The security firm provided two paramedics for the party, and Handa said his company sets up medical rooms at all of its events.

Students were given two security checks prior to being allowed in the party. They were patted down as they entered the bus in Kelowna, and patted down again by security guards before they entered the rec centre. Handa has no idea how the drugs got into the facility, but adamantly denied his company endorsed the idea of the party-goers doing drugs.

“I’ll put my foot down and vehemently say no,” said Handa. “We contact police right away if we catch people doing drugs. I’ll admit we didn’t have the right strategy in place Saturday night to know that many people would take drugs.”

Trip participants have a non-removable bracelet to identify them. To Handa’s knowledge there were no students from the Vernon area at the party.

Handa said his company always provides a deejay and free water, and energy drinks and pop at its events, and the glow sticks were part of the party’s theme of “Tight and Bright,” a reference to 1980s-style ski-wear. He said his company did not provide the candy soothers.

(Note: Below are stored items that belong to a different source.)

mod common;

use axum::http::StatusCode;
use chrono::Utc;
use common::{TestApp, create_class, create_student};
use schoolhub_config::{AttendanceConfig, AttendancePolicy};
use schoolhub_core::Role;
use serde_json::json;

#[tokio::test]
async fn test_repeated_mark_replaces_earlier_one() {
    let app = TestApp::new();
    let school = app.create_school("ALPHA").await;
    let admin = app.create_admin(&school).await;
    let teacher = app.create_user(Role::Teacher, Some(&school)).await;
    let class_id = create_class(&app, &admin.token, &school).await;
    let (student_id, _) = create_student(&app, &admin.token, &school, &class_id).await;

    for status in ["absent", "late"] {
        let (code, body) = app
            .post(
                "/api/attendance/mark",
                &teacher.token,
                json!({
                    "classId": class_id,
                    "date": "2024-10-01",
                    "records": [{ "studentId": student_id, "status": status }]
                }),
            )
            .await;
        assert_eq!(code, StatusCode::CREATED, "{}", body);
        assert_eq!(body["message"], "Attendance marked successfully");
    }

    let (status, body) = app
        .get(
            &format!("/api/attendance/class/{}?date=2024-10-01", class_id),
            &teacher.token,
        )
        .await;
    assert_eq!(status, StatusCode::OK);
    let records = body.as_array().unwrap();
    assert_eq!(records.len(), 1);
    assert_eq!(records[0]["status"], "late");
    assert_eq!(records[0]["markedBy"], teacher.id.to_string());
}

#[tokio::test]
async fn test_append_policy_keeps_every_mark() {
    let app = TestApp::with(|state| {
        state.with_attendance_config(AttendanceConfig {
            policy: AttendancePolicy::Append,
        })
    });
    let school = app.create_school("ALPHA").await;
    let admin = app.create_admin(&school).await;
    let class_id = create_class(&app, &admin.token, &school).await;
    let (student_id, _) = create_student(&app, &admin.token, &school, &class_id).await;

    for status in ["absent", "present"] {
        let (code, _) = app
            .post(
                "/api/attendance/mark",
                &admin.token,
                json!({
                    "classId": class_id,
                    "date": "2024-10-01",
                    "attendanceData": [{ "studentId": student_id, "status": status }]
                }),
            )
            .await;
        assert_eq!(code, StatusCode::CREATED);
    }

    let (_, body) = app
        .get(
            &format!("/api/attendance/class/{}?date=2024-10-01", class_id),
            &admin.token,
        )
        .await;
    assert_eq!(body.as_array().unwrap().len(), 2);
}

#[tokio::test]
async fn test_marking_a_foreign_student_writes_nothing() {
    let app = TestApp::new();
    let alpha = app.create_school("ALPHA").await;
    let beta = app.create_school("BETA").await;
    let admin = app.create_admin(&alpha).await;
    let class_id = create_class(&app, &admin.token, &alpha).await;
    let (student_id, _) = create_student(&app, &admin.token, &alpha, &class_id).await;
    let foreign = app.create_user(Role::Student, Some(&beta)).await;

    let (status, body) = app
        .post(
            "/api/attendance/mark",
            &admin.token,
            json!({
                "classId": class_id,
                "date": "2024-10-01",
                "records": [
                    { "studentId": student_id, "status": "present" },
                    { "studentId": foreign.id, "status": "present" }
                ]
            }),
        )
        .await;
    assert_eq!(status, StatusCode::NOT_FOUND);
    assert_eq!(body["message"], "Student not found");

    let (_, body) = app
        .get(
            &format!("/api/attendance/class/{}?date=2024-10-01", class_id),
            &admin.token,
        )
        .await;
    assert!(body.as_array().unwrap().is_empty());
}

#[tokio::test]
async fn test_marking_needs_a_non_empty_batch_and_staff() {
    let app = TestApp::new();
    let school = app.create_school("ALPHA").await;
    let admin = app.create_admin(&school).await;
    let student = app.create_user(Role::Student, Some(&school)).await;
    let class_id = create_class(&app, &admin.token, &school).await;

    let (status, _) = app
        .post(
            "/api/attendance/mark",
            &admin.token,
            json!({ "classId": class_id, "date": "2024-10-01", "records": [] }),
        )
        .await;
    assert_eq!(status, StatusCode::UNPROCESSABLE_ENTITY);

    let (status, _) = app
        .post(
            "/api/attendance/mark",
            &student.token,
            json!({
                "classId": class_id,
                "date": "2024-10-01",
                "records": [{ "studentId": student.id, "status": "present" }]
            }),
        )
        .await;
    assert_eq!(status, StatusCode::FORBIDDEN);
}

#[tokio::test]
async fn test_student_reads_only_own_history() {
    let app = TestApp::new();
    let school = app.create_school("ALPHA").await;
    let admin = app.create_admin(&school).await;
    let class_id = create_class(&app, &admin.token, &school).await;
    let student = app.create_user(Role::Student, Some(&school)).await;
    let classmate = app.create_user(Role::Student, Some(&school)).await;

    for date in ["2024-10-01", "2024-10-02", "2024-10-03"] {
        app.post(
            "/api/attendance/mark",
            &admin.token,
            json!({
                "classId": class_id,
                "date": date,
                "records": [{ "studentId": student.id, "status": "present" }]
            }),
        )
        .await;
    }

    let own = format!("/api/attendance/student/{}", student.id);
    let (status, body) = app.get(&own, &student.token).await;
    assert_eq!(status, StatusCode::OK);
    let dates: Vec<&str> = body
        .as_array()
        .unwrap()
        .iter()
        .map(|r| r["date"].as_str().unwrap())
        .collect();
    assert_eq!(dates, vec!["2024-10-03", "2024-10-02", "2024-10-01"]);

    let (_, body) = app
        .get(
            &format!("{}?startDate=2024-10-02&endDate=2024-10-02", own),
            &student.token,
        )
        .await;
    assert_eq!(body.as_array().unwrap().len(), 1);

    let (status, _) = app
        .get(
            &format!("{}?startDate=2024-10-03&endDate=2024-10-01", own),
            &student.token,
        )
        .await;
    assert_eq!(status, StatusCode::BAD_REQUEST);

    let (status, _) = app
        .get(&format!("/api/attendance/student/{}", classmate.id), &student.token)
        .await;
    assert_eq!(status, StatusCode::FORBIDDEN);

    let (status, _) = app.get(&own, &admin.token).await;
    assert_eq!(status, StatusCode::OK);
}

#[tokio::test]
async fn test_update_attendance_record() {
    let app = TestApp::new();
    let school = app.create_school("ALPHA").await;
    let admin = app.create_admin(&school).await;
    let class_id = create_class(&app, &admin.token, &school).await;
    let (student_id, _) = create_student(&app, &admin.token, &school, &class_id).await;
    let today = Utc::now().date_naive().to_string();

    let (_, marked) = app
        .post(
            "/api/attendance/mark",
            &admin.token,
            json!({
                "classId": class_id,
                "date": today,
                "records": [{ "studentId": student_id, "status": "absent" }]
            }),
        )
        .await;
    let id = marked["records"][0]["id"].as_str().unwrap().to_string();

    let (status, body) = app
        .put(
            &format!("/api/attendance/{}", id),
            &admin.token,
            json!({ "status": "present", "remarks": "Arrived with a note" }),
        )
        .await;
    assert_eq!(status, StatusCode::OK, "{}", body);
    assert_eq!(body["status"], "present");
    assert_eq!(body["remarks"], "Arrived with a note");

    // Without a date the class report covers today.
    let (_, body) = app
        .get(&format!("/api/attendance/class/{}", class_id), &admin.token)
        .await;
    assert_eq!(body[0]["status"], "present");
}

Handa said his company cooperated with police when asked to shut down the event, but that bus arrivals are usually staggered between 11 p.m. and 12:30 a.m.

We had school buses that cycled the students back to the hotel,” he said, when asked about not enough buses being available when the party was closed down. “We can’t abruptly shut down and have 700 to 800 people flow out of  the facility. We need to do something with them. It’s the middle of winter.

“We’re going to start winding down faster, get the students on buses and get them home.”

Asked if a facility in Kelowna was available for the party, Handa said no, not for that many people.

The ski package cost students between $300 and $400.

As a result of the weekend incident, the Vernon Rec Centre will no longer take bookings for third-party teen dances.